Data>

------------------------

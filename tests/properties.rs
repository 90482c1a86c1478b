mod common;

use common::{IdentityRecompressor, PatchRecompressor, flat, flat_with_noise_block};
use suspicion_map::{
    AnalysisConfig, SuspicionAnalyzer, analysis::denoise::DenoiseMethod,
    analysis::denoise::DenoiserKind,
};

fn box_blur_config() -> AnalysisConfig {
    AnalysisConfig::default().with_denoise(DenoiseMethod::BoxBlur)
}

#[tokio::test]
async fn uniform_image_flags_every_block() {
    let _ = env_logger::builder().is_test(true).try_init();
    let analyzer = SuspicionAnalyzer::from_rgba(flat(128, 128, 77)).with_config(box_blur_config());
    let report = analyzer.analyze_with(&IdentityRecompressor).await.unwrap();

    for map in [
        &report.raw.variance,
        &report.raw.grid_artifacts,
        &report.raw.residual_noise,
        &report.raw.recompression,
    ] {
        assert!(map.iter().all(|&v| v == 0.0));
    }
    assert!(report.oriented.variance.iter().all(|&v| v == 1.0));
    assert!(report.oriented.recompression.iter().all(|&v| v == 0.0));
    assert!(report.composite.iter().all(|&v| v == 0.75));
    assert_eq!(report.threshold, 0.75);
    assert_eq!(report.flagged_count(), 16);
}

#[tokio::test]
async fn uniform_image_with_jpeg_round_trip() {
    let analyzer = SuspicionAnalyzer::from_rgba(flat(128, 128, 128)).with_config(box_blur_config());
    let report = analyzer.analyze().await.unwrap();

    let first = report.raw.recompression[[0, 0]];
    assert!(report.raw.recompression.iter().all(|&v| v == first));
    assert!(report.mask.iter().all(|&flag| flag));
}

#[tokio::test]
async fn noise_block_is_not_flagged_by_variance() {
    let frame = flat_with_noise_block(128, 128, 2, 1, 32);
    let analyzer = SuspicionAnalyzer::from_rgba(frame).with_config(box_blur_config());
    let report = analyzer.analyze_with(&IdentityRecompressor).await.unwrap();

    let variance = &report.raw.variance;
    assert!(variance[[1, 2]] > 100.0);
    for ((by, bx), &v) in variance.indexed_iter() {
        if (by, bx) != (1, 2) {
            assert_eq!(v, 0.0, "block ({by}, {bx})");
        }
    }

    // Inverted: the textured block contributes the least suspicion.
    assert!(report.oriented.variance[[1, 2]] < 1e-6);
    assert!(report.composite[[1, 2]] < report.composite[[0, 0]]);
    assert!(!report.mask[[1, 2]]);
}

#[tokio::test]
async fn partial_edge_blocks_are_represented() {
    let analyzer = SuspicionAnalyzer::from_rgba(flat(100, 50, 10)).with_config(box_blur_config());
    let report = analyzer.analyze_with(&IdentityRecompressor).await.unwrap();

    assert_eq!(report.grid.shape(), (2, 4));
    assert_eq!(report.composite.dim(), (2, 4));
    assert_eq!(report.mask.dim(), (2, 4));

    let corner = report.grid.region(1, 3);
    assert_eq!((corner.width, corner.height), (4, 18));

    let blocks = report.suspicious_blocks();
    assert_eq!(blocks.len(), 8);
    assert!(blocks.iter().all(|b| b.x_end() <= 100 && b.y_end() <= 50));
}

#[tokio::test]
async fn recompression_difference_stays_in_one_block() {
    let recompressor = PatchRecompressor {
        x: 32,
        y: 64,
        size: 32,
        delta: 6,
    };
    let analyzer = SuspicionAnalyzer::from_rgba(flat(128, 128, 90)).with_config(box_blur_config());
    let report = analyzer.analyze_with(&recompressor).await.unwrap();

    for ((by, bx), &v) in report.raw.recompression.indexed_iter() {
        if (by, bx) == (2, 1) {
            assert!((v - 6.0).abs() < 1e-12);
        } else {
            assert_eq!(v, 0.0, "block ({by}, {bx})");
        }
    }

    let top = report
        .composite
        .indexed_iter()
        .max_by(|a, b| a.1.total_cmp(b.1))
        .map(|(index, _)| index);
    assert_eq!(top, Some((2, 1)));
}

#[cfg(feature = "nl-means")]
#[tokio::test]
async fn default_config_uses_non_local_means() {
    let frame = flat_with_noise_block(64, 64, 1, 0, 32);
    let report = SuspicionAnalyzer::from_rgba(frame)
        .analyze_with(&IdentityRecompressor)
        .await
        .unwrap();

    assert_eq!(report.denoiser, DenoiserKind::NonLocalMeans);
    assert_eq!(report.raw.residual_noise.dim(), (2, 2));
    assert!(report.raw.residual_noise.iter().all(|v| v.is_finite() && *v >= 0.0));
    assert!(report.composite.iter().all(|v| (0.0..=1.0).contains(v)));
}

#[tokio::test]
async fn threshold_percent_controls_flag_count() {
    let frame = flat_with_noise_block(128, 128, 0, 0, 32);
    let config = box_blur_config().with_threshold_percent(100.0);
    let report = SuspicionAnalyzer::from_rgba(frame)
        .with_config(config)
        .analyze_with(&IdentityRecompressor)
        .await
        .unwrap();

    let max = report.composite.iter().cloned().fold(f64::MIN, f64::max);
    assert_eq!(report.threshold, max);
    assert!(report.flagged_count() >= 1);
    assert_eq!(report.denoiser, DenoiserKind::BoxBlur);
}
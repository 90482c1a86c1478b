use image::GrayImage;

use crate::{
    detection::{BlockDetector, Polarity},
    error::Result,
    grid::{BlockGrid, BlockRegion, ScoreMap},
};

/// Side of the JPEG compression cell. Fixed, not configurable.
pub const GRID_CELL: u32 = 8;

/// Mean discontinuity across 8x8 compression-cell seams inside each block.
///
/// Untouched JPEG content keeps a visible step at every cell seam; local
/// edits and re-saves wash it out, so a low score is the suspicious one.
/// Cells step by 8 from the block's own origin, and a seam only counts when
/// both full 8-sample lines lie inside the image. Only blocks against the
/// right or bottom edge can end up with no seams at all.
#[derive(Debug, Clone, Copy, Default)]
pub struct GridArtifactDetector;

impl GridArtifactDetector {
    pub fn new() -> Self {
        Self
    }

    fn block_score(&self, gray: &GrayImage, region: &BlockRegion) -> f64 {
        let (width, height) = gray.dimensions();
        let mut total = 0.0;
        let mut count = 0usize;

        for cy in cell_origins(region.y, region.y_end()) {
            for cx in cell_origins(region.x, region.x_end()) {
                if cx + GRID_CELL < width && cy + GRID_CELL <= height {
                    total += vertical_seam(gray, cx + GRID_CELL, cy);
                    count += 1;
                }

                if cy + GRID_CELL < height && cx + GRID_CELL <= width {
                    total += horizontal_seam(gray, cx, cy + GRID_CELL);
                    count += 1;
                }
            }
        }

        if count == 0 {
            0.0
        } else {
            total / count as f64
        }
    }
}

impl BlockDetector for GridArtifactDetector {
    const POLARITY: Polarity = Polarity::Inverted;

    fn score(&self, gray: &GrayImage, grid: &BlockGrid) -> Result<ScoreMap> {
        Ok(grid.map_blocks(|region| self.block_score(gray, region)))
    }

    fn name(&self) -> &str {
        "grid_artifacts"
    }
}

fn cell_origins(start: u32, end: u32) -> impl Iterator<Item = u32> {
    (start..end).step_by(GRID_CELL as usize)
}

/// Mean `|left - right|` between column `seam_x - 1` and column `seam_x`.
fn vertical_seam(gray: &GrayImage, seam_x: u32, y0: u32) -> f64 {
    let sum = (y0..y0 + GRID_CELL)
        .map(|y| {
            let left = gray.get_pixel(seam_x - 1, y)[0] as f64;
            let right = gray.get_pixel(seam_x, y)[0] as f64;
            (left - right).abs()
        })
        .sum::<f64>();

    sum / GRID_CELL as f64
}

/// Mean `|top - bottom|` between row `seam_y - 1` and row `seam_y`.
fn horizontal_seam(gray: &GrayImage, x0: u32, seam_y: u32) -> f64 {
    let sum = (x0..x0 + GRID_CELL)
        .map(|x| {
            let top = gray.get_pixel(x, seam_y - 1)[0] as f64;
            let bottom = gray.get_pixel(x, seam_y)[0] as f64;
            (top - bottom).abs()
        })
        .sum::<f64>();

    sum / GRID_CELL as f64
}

------------------------

There is a line with "async fn noise_block_is_not_flagged_by_variance()" and a line with "assert_eq!(report.composite.dim(), (2, 4));" above. Copy exactly those two lines and all lines between them, with nothing else.

Your response>
async fn noise_block_is_not_flagged_by_variance() {
    let frame = flat_with_noise_block(128, 128, 2, 1, 32);
    let analyzer = SuspicionAnalyzer::from_rgba(frame).with_config(box_blur_config());
    let report = analyzer.analyze_with(&IdentityRecompressor).await.unwrap();

    let variance = &report.raw.variance;
    assert!(variance[[1, 2]] > 100.0);
    for ((by, bx), &v) in variance.indexed_iter() {
        if (by, bx) != (1, 2) {
            assert_eq!(v, 0.0, "block ({by}, {bx})");
        }
    }

    // Inverted: the textured block contributes the least suspicion.
    assert!(report.oriented.variance[[1, 2]] < 1e-6);
    assert!(report.composite[[1, 2]] < report.composite[[0, 0]]);
    assert!(!report.mask[[1, 2]]);
}

#[tokio::test]
async fn partial_edge_blocks_are_represented() {
    let analyzer = SuspicionAnalyzer::from_rgba(flat(100, 50, 10)).with_config(box_blur_config());
    let report = analyzer.analyze_with(&IdentityRecompressor).await.unwrap();

    assert_eq!(report.grid.shape(), (2, 4));
    assert_eq!(report.composite.dim(), (2, 4));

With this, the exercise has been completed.